Merlino foi um dos melhores jornalistas de São Paulo. Vinha de Santos e trabalhou no Jornal da Tarde, no final dos anos 60. Depois foi para a Folha da Tarde, onde o conheci, como redator e fechador da editoria de Política – hoje em dia chamada de Brasil. Era o mais culto entre nós. Lia sem parar, recomendava livros que, na época, eram proibidos, mas se podia comprar por baixo do pano na livraria Mestre Ju, na rua Martins Fontes.
Era bom de título – o que significa bom de ironia, bom de sacada inteligente. Merlino era bom sentimentos, era bom amigo e bom companheiro. Discreto, meio calado, mas hilariante nos bilhetes do mural da redação, onde quase sempre chamava atenção da “canalha reportariante” – que muitas vezes se esquecia de fazer as perguntas que ele achava fundamentais.
Faz 41 anos que Ricardo Gontijo, nosso editor-chefe na Folha da Tarde, chegou em minha casa chorando e disse: “o Merlino morreu.”. Choramos juntos, ficamos desesperados. Soubemos depois que estava no IML já morto e foi reconhecido pelo cunhado. Preso dias antes pelos homens do Doi-Codi, foi barbaramente torturado. Todos que estavam com ele no Doi-Codi, na rua Tutóia, lembram-se de sua agonia.
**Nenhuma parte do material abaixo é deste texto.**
//! Streaming query tokenizer.
//!
//! Splits a raw query on ASCII spaces and classifies each token by its
//! leading modifier:
//!
//! ```ignore
//! "+apple -banana cherry"
//!   ("apple",  Modifier::Required)
//!   ("banana", Modifier::Forbidden)
//!   ("cherry", Modifier::Plain)
//! ```
//!
//! Tokens are slices of the input; lower-casing and de-duplication happen
//! one layer up in [`Query`](super::Query).
//!
//! ## Splitting rules
//!
//! - Only the space byte (0x20) separates tokens; runs of spaces produce no
//!   empty tokens
//! - A leading `+` marks a required word, otherwise a leading `-` marks a
//!   forbidden word; only one modifier is stripped
//! - A token that is empty once its modifier is stripped is dropped

use memchr::memchr_iter;

/// How a query word constrains the result set.
///
/// `#[repr(u8)]` keeps the tag to one byte alongside the token slice.
#[derive(Debug, Clone, Copy, PartialEq, Eq)]
#[repr(u8)]
pub enum Modifier {
    /// Contributes to ranking only
    Plain = 0,
    /// `+word`: documents without it are dropped
    Required = 1,
    /// `-word`: documents with it are dropped
    Forbidden = 2,
}

impl Modifier {
    /// Splits the modifier prefix off a raw token.
    #[inline(always)]
    pub fn strip(token: &str) -> (&str, Self) {
        if let Some(word) = token.strip_prefix('+') {
            (word, Modifier::Required)
        } else if let Some(word) = token.strip_prefix('-') {
            (word, Modifier::Forbidden)
        } else {
            (token, Modifier::Plain)
        }
    }
}

/// Zero-allocation tokenizer for raw query strings.
#[derive(Debug, Default, Copy, Clone)]
pub struct QueryTokenizer;

impl QueryTokenizer {
    #[inline]
    pub const fn new() -> Self {
        Self
    }

    /// Tokenizes `query` and emits `(word, modifier)` left to right.
    #[inline]
    pub fn tokenize<'q, F>(&self, query: &'q str, mut emit: F)
    where
        F: FnMut(&'q str, Modifier),
    {
        let mut emit_token = |token: &'q str| {
            let (word, modifier) = Modifier::strip(token);
            if !word.is_empty() {
                emit(word, modifier);
            }
        };

        let bytes = query.as_bytes();
        let mut start = 0usize;

        for i in memchr_iter(b' ', bytes) {
            if start < i {
                // splitting on an ASCII byte always lands on a char boundary
                emit_token(&query[start..i]);
            }
            start = i + 1;
        }

        if start < bytes.len() {
            emit_token(&query[start..]);
        }
    }
}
Na notícia que saiu nos jornais, o cinismo era gritante: os homens da repressão informavam que ele havia tentado fugir do carro da polícia e havia sido atropelado. Outras notícias falam que ele teria se jogado na frente do carro, como se fosse uma tentativa de suicídio.
Na verdade, Merlino morreu devido às torturas a que foi submetido.
O coronel Ustra foi condenado a pagar 50 mil reais para sua companheira, Angela Mendes de Almeida, e para sua irmã, Regina Merlino. Isso é simbólico. A sentença poderia ser mais pesada, mas não importa. O que interessa é que, pela primeira vez, um torturador da ditadura foi condenado.